It seems as if each week, we are exposed to a new way people have found to use their keystrokes to hurt and shame each other.
The latest victim was Iggy Azalea. Her Internet trolls felt the need to body-shame her while she was on vacation.
Many believe that since she is a celebrity, she should be able to handle this. As a matter of fact, yes -- when it comes to public relations, sure -- she has a full PR team that can step in and take over for her as she takes a mental health break from social media, but that doesn't mean she doesn't have feelings.
Outside of her celebrity status, she is just like you and me. She bleeds the same as we do. Being a victim of online shaming in any form is emotionally degrading and can be paralyzing.
I cringe when I hear experts who have never experienced this type of abuse say, "you have to rise above it," or "just ignore it."
That's easy for them to say when they haven't been on the receiving end. Perhaps they think that it's easy to pretend it isn't really happening since it's online. What they don't understand is it is happening! And it feels just as real online as it does in person. Victims are left feeling isolated, alone and possibly even fearful.
Because we are powerless against the Internet.
We are taught as young people to believe in forgiveness. But the Internet is unforgiving. You will never get an apology from the Internet -- especially from trolls.
It is doubly hard to forget, since items on the Internet tend to sit there forever.
Celebrities still have feelings just like average people. What average people don't have, usually, is the deep pockets to defend themselves. Having a PR team gave Iggy the ability to remove herself mentally.
Some people who are attacked online have to stay online for the sake of their business or livelihood. Being attacked online can literally cripple people emotionally -- and it's not that easy to just "rise above it."
Recently, Anne Collier, Co-Director of ConnectSafely, wrote an excellent article on public shaming that not only detailed how adults are behaving online, but how this behavior is effecting the next generation, our children: "The need to address digital public shaming is getting more urgent. People are getting hurt. Second chances are going away. We can't afford to let our children grow up believing online harassment and public humiliation are just the way things are."
We often discuss children's behavior online and offline when it comes to bullying, but isn't it time we start discussing the grown-ups?
What is this culture of cruelty we are now experiencing among adults?
As someone who nearly lost my own career from this type of online social behavior, I know firsthand it is not about simply ignoring it and rising above it.
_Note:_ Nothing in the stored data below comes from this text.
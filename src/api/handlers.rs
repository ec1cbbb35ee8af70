use axum::{
    extract::{Path, State},
    http::StatusCode,
    response::Json,
    Json as RequestJson,
};
use serde::{Deserialize, Serialize};
use std::sync::Arc;

use crate::model::{NewProduct, Product, ProductId, ProductPatch};
use crate::store::traits::{ProductStore, StoreError};

pub type AppState<S> = Arc<S>;

/// Simple health check endpoint
#[derive(Debug, Serialize)]
pub struct HealthResponse {
    pub status: String,
    pub timestamp: String,
}

pub async fn health_check() -> Json<HealthResponse> {
    Json(HealthResponse {
        status: "healthy".to_string(),
        timestamp: chrono::Utc::now().to_rfc3339(),
    })
}

#[derive(Debug, Serialize)]
pub struct ErrorResponse {
    pub error: String,
}

impl ErrorResponse {
    pub fn new(message: &str) -> Self {
        Self {
            error: message.to_string(),
        }
    }
}

/// Create request body. The fields are optional at the serde level so a
/// missing one maps to the catalog's own 400 message instead of a
/// deserializer rejection.
#[derive(Debug, Deserialize)]
pub struct CreateProductRequest {
    pub name: Option<String>,
    #[serde(rename = "type")]
    pub kind: Option<String>,
    pub price: Option<f64>,
}

impl CreateProductRequest {
    fn into_new_product(self) -> Option<NewProduct> {
        let name = self.name.filter(|n| !n.is_empty())?;
        let kind = self.kind.filter(|k| !k.is_empty())?;
        let price = self.price?;
        Some(NewProduct { name, kind, price })
    }
}

pub async fn list_products<S: ProductStore>(
    State(store): State<AppState<S>>,
) -> Result<Json<Vec<Product>>, (StatusCode, Json<ErrorResponse>)> {
    match store.list_products().await {
        Ok(products) => Ok(Json(products)),
        Err(e) => Err((
            StatusCode::INTERNAL_SERVER_ERROR,
            Json(ErrorResponse::new(&e.to_string())),
        )),
    }
}

pub async fn get_product<S: ProductStore>(
    State(store): State<AppState<S>>,
    Path(id): Path<ProductId>,
) -> Result<Json<Product>, (StatusCode, Json<ErrorResponse>)> {
    match store.get_product(id).await {
        Ok(Some(product)) => Ok(Json(product)),
        Ok(None) => Err((
            StatusCode::NOT_FOUND,
            Json(ErrorResponse::new("Product not found")),
        )),
        Err(e) => Err((
            StatusCode::INTERNAL_SERVER_ERROR,
            Json(ErrorResponse::new(&e.to_string())),
        )),
    }
}

pub async fn create_product<S: ProductStore>(
    State(store): State<AppState<S>>,
    RequestJson(request): RequestJson<CreateProductRequest>,
) -> Result<(StatusCode, Json<Product>), (StatusCode, Json<ErrorResponse>)> {
    let Some(new_product) = request.into_new_product() else {
        return Err((
            StatusCode::BAD_REQUEST,
            Json(ErrorResponse::new(
                "All fields (name, type, price) are required",
            )),
        ));
    };

    match store.create_product(new_product).await {
        Ok(product) => Ok((StatusCode::CREATED, Json(product))),
        Err(e) if e.downcast_ref::<StoreError>().is_some() => Err((
            StatusCode::BAD_REQUEST,
            Json(ErrorResponse::new(&e.to_string())),
        )),
        Err(e) => Err((
            StatusCode::INTERNAL_SERVER_ERROR,
            Json(ErrorResponse::new(&e.to_string())),
        )),
    }
}

pub async fn update_product<S: ProductStore>(
    State(store): State<AppState<S>>,
    Path(id): Path<ProductId>,
    RequestJson(patch): RequestJson<ProductPatch>,
) -> Result<Json<Product>, (StatusCode, Json<ErrorResponse>)> {
    match store.update_product(id, patch).await {
        Ok(Some(product)) => Ok(Json(product)),
        Ok(None) => Err((
            StatusCode::NOT_FOUND,
            Json(ErrorResponse::new("Product not found")),
        )),
        Err(e) => Err((
            StatusCode::INTERNAL_SERVER_ERROR,
            Json(ErrorResponse::new(&e.to_string())),
        )),
    }
}

pub async fn delete_product<S: ProductStore>(
    State(store): State<AppState<S>>,
    Path(id): Path<ProductId>,
) -> Result<StatusCode, (StatusCode, Json<ErrorResponse>)> {
    match store.delete_product(id).await {
        Ok(true) => Ok(StatusCode::NO_CONTENT),
        Ok(false) => Err((
            StatusCode::NOT_FOUND,
            Json(ErrorResponse::new("Product not found")),
        )),
        Err(e) => Err((
            StatusCode::INTERNAL_SERVER_ERROR,
            Json(ErrorResponse::new(&e.to_string())),
        )),
    }
}

pub async fn list_product_types<S: ProductStore>(
    State(store): State<AppState<S>>,
) -> Result<Json<Vec<String>>, (StatusCode, Json<ErrorResponse>)> {
    match store.list_product_types().await {
        Ok(types) => Ok(Json(types)),
        Err(e) => Err((
            StatusCode::INTERNAL_SERVER_ERROR,
            Json(ErrorResponse::new(&e.to_string())),
        )),
    }
}
use anyhow::Result;

use crate::model::{NewProduct, Product, ProductId, ProductPatch, MAX_ID_ATTEMPTS};

/// Store failures the HTTP layer must tell apart from plain I/O errors.
#[derive(Debug, thiserror::Error)]
pub enum StoreError {
    #[error("Product with this ID already exists")]
    DuplicateId,
}

/// Id generator used by the stores. Injectable so tests can pin it.
pub type IdGen = std::sync::Arc<dyn Fn() -> ProductId + Send + Sync>;

/// Draw candidate ids until one is free, up to [`MAX_ID_ATTEMPTS`]. A
/// generator that keeps colliding exhausts the attempts and the create is
/// rejected as a duplicate.
pub(crate) fn pick_free_id(existing: &[Product], id_gen: &IdGen) -> Result<ProductId, StoreError> {
    for _ in 0..MAX_ID_ATTEMPTS {
        let id = id_gen();
        if !existing.iter().any(|p| p.id == id) {
            return Ok(id);
        }
    }
    Err(StoreError::DuplicateId)
}

#[async_trait::async_trait]
pub trait ProductStore: Send + Sync {
    async fn list_products(&self) -> Result<Vec<Product>>;
    async fn get_product(&self, id: ProductId) -> Result<Option<Product>>;
    /// Assign a fresh five-digit id and add the product. Fails with
    /// [`StoreError::DuplicateId`] when no free id is found.
    async fn create_product(&self, new: NewProduct) -> Result<Product>;
    /// Merge the patch over the existing record. `None` when the id is absent.
    async fn update_product(&self, id: ProductId, patch: ProductPatch)
        -> Result<Option<Product>>;
    /// `false` when the id is absent.
    async fn delete_product(&self, id: ProductId) -> Result<bool>;
    /// Distinct `type` values, in order of first appearance.
    async fn list_product_types(&self) -> Result<Vec<String>>;
}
It is about being proactive as well as taking care of yourself.
Blocking people is not always the answer, since they can easily morph into other alias, and worse, there are usually more than one -- I refer to this as the gang-like mentality of these trolls. They don't care about who you are. To trolls, you are nothing more than an easy target, and the more people who join in the cruelty, the more pleasure they seem to get out of it. My trolls enjoyed having cyber-slamming parties with my name as their digital punching bag, simply because they could.
My trolls were adults.
Grown-ups behaving badly online. How do we turn it around? It starts with you. One person at a time.
A new ad from Dove highlights the impact of online negativity dished out by women of all ages and implores us to start a new trend of spreading positivity.
danah boyd, a principal researcher for Microsoft, partnered with Dove on this campaign. In an article about why she joined the project she stated:
Even though only 9% of women surveyed admit to posting negative comments on social media, over 5 million negative tweets about beauty and body image were posted in 2014 alone and 4 out of 5 of those tweets appeared to come from women. Women know that negative comments are destructive to their self-esteem and to those around them and, yet, the women surveyed reported they are 50% more likely to say something negative than positive. What is happening here?
We need to understand, it's not technology, it's the humans using it. People have issues, and we aren't perfect either. Everyone is going to have a bad day or not agree with something online, but we need to learn to manage our feelings and especially our keystrokes.
I was grateful last fall when PEW Research finally did a study on Adult Online Harassment. It validated that this growing problem needs to be addressed, and it is just as urgent, if not more so, than youth online abuse -- since our children are watching us. Never forget that we are their role models. Let's teach them to look for opportunities to build others up rather than finding ways to tear them down. Lead by example and show them how a few words of kindness can make a world of difference.
•Never be ashamed to talk to a friend offline if you are being harmed online.
•It's cliché, but worth repeating: Treat others the way you want to be treated.
• Pause before you post or hit "send."
•Kindness is contagious. Always make an effort to lift others up. #SpeakBeautiful
•Eventually, you will rise above it.